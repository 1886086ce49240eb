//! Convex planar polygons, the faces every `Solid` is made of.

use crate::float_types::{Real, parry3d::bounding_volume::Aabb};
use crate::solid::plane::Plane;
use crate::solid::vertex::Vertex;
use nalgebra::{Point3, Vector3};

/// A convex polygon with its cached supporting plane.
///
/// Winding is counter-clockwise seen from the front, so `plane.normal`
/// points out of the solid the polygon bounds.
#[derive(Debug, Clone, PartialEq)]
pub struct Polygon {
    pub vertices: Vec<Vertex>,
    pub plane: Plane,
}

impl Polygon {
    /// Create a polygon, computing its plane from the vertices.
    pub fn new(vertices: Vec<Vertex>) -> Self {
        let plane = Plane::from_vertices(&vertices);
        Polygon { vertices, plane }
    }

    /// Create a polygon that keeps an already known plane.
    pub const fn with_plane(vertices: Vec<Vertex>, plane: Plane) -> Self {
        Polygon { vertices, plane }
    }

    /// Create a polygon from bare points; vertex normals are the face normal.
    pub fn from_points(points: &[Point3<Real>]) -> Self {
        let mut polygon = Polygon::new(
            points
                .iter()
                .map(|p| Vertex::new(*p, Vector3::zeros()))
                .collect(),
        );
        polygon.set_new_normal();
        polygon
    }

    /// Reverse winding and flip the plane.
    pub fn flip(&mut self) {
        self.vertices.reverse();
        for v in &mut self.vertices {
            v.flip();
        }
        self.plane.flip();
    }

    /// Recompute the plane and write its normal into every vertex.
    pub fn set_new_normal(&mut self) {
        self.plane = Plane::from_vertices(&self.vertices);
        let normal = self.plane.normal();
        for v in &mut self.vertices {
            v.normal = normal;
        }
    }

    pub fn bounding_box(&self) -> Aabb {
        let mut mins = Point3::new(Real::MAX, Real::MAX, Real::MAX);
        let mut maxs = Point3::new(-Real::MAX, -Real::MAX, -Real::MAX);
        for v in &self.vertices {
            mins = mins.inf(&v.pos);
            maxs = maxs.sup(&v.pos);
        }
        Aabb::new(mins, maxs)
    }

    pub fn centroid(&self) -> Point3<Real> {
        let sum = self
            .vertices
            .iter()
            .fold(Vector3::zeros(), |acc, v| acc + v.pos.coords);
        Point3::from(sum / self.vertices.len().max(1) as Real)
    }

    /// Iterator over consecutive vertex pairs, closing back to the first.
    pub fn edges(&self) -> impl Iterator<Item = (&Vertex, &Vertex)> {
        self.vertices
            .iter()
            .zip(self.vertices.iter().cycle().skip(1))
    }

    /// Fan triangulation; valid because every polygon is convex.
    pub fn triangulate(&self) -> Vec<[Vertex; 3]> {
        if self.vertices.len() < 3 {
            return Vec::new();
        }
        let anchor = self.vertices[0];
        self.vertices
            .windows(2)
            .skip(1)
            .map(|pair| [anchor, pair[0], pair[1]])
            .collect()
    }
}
==
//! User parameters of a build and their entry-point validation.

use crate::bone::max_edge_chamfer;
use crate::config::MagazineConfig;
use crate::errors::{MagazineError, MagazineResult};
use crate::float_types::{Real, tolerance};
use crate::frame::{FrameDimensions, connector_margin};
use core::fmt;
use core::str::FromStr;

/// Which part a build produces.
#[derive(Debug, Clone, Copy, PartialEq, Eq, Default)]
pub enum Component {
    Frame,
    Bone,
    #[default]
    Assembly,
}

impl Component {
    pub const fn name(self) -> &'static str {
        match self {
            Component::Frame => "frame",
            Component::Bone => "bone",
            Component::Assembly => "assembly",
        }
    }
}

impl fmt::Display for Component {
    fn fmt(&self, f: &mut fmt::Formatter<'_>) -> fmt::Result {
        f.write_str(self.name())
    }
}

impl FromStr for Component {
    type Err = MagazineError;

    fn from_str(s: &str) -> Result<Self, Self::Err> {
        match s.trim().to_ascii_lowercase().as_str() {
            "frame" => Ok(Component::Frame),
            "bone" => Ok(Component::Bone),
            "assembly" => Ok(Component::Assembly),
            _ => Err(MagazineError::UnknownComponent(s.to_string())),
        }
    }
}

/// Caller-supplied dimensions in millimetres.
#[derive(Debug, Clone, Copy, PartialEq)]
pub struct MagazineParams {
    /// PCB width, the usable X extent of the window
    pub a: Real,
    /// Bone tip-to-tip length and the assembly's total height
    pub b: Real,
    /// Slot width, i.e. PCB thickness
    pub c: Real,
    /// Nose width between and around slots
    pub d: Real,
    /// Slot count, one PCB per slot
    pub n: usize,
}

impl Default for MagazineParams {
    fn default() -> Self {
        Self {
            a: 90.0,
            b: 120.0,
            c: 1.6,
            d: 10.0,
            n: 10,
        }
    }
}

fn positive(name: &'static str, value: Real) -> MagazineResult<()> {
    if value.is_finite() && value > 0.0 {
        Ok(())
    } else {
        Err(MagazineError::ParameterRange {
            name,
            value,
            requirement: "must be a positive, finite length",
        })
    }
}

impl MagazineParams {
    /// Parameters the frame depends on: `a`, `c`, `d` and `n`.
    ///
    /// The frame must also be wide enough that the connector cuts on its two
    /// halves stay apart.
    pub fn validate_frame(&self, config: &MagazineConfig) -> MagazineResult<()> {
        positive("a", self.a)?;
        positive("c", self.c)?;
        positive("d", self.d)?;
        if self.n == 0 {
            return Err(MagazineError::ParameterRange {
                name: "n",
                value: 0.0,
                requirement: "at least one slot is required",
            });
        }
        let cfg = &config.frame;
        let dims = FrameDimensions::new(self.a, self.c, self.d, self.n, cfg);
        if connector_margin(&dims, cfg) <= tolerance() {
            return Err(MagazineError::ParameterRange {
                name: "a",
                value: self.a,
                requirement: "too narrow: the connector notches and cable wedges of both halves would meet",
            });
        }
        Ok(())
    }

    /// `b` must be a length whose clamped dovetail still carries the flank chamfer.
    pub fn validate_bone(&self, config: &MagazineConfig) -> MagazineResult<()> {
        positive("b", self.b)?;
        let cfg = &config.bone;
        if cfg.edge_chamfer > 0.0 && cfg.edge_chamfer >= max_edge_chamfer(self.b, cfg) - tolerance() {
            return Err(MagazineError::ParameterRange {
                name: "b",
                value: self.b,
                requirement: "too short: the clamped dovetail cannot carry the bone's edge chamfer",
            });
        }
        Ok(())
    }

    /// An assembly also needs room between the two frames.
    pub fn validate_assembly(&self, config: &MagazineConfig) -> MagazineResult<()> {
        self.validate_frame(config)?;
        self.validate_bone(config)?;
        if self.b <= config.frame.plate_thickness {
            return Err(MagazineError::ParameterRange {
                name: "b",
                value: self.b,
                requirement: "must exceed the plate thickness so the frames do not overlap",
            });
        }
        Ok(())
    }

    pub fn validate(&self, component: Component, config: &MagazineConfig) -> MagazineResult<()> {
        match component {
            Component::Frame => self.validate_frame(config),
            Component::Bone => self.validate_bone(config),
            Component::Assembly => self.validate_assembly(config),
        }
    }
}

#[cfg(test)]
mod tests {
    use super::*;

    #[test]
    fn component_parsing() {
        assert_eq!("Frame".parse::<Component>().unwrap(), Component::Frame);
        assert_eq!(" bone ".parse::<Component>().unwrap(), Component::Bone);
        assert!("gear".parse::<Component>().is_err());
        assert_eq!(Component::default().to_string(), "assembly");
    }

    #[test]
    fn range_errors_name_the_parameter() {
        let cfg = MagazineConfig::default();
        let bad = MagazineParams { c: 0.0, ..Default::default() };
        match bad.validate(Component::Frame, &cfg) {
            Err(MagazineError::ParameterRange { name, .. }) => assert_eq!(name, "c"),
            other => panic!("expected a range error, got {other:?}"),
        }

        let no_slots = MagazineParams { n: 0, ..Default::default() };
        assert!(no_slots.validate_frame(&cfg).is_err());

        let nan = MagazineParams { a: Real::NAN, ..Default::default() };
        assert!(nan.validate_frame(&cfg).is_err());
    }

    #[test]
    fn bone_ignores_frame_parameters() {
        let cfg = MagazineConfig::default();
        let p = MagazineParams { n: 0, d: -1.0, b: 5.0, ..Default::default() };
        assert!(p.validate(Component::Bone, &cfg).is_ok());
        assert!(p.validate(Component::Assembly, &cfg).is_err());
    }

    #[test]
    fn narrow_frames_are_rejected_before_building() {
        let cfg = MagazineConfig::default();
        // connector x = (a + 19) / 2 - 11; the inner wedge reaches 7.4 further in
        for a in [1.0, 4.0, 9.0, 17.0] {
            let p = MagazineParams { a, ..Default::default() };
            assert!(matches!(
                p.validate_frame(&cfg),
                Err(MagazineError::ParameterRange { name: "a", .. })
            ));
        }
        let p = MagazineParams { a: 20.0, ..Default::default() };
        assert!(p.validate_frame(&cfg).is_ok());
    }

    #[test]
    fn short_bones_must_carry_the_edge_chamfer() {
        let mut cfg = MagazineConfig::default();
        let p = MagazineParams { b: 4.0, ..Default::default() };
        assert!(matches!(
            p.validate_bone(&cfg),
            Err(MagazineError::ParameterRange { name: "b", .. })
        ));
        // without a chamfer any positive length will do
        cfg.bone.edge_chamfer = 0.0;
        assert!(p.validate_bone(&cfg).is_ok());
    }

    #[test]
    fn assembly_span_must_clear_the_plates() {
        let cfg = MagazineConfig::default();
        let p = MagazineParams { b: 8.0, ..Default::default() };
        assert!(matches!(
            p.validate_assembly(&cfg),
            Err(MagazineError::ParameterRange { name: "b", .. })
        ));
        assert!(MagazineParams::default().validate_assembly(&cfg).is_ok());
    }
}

§ Task details: Taking the entries above, print exactly the lines starting at the line with "repository 1886086ce49240eb" and ending at the line with "flip the plane.", both included.

§ Task response:
repository 1886086ce49240eb
//! Convex planar polygons, the faces every `Solid` is made of.

use crate::float_types::{Real, parry3d::bounding_volume::Aabb};
use crate::solid::plane::Plane;
use crate::solid::vertex::Vertex;
use nalgebra::{Point3, Vector3};

/// A convex polygon with its cached supporting plane.
///
/// Winding is counter-clockwise seen from the front, so `plane.normal`
/// points out of the solid the polygon bounds.
#[derive(Debug, Clone, PartialEq)]
pub struct Polygon {
    pub vertices: Vec<Vertex>,
    pub plane: Plane,
}

impl Polygon {
    /// Create a polygon, computing its plane from the vertices.
    pub fn new(vertices: Vec<Vertex>) -> Self {
        let plane = Plane::from_vertices(&vertices);
        Polygon { vertices, plane }
    }

    /// Create a polygon that keeps an already known plane.
    pub const fn with_plane(vertices: Vec<Vertex>, plane: Plane) -> Self {
        Polygon { vertices, plane }
    }

    /// Create a polygon from bare points; vertex normals are the face normal.
    pub fn from_points(points: &[Point3<Real>]) -> Self {
        let mut polygon = Polygon::new(
            points
                .iter()
                .map(|p| Vertex::new(*p, Vector3::zeros()))
                .collect(),
        );
        polygon.set_new_normal();
        polygon
    }

    /// Reverse winding and flip the plane.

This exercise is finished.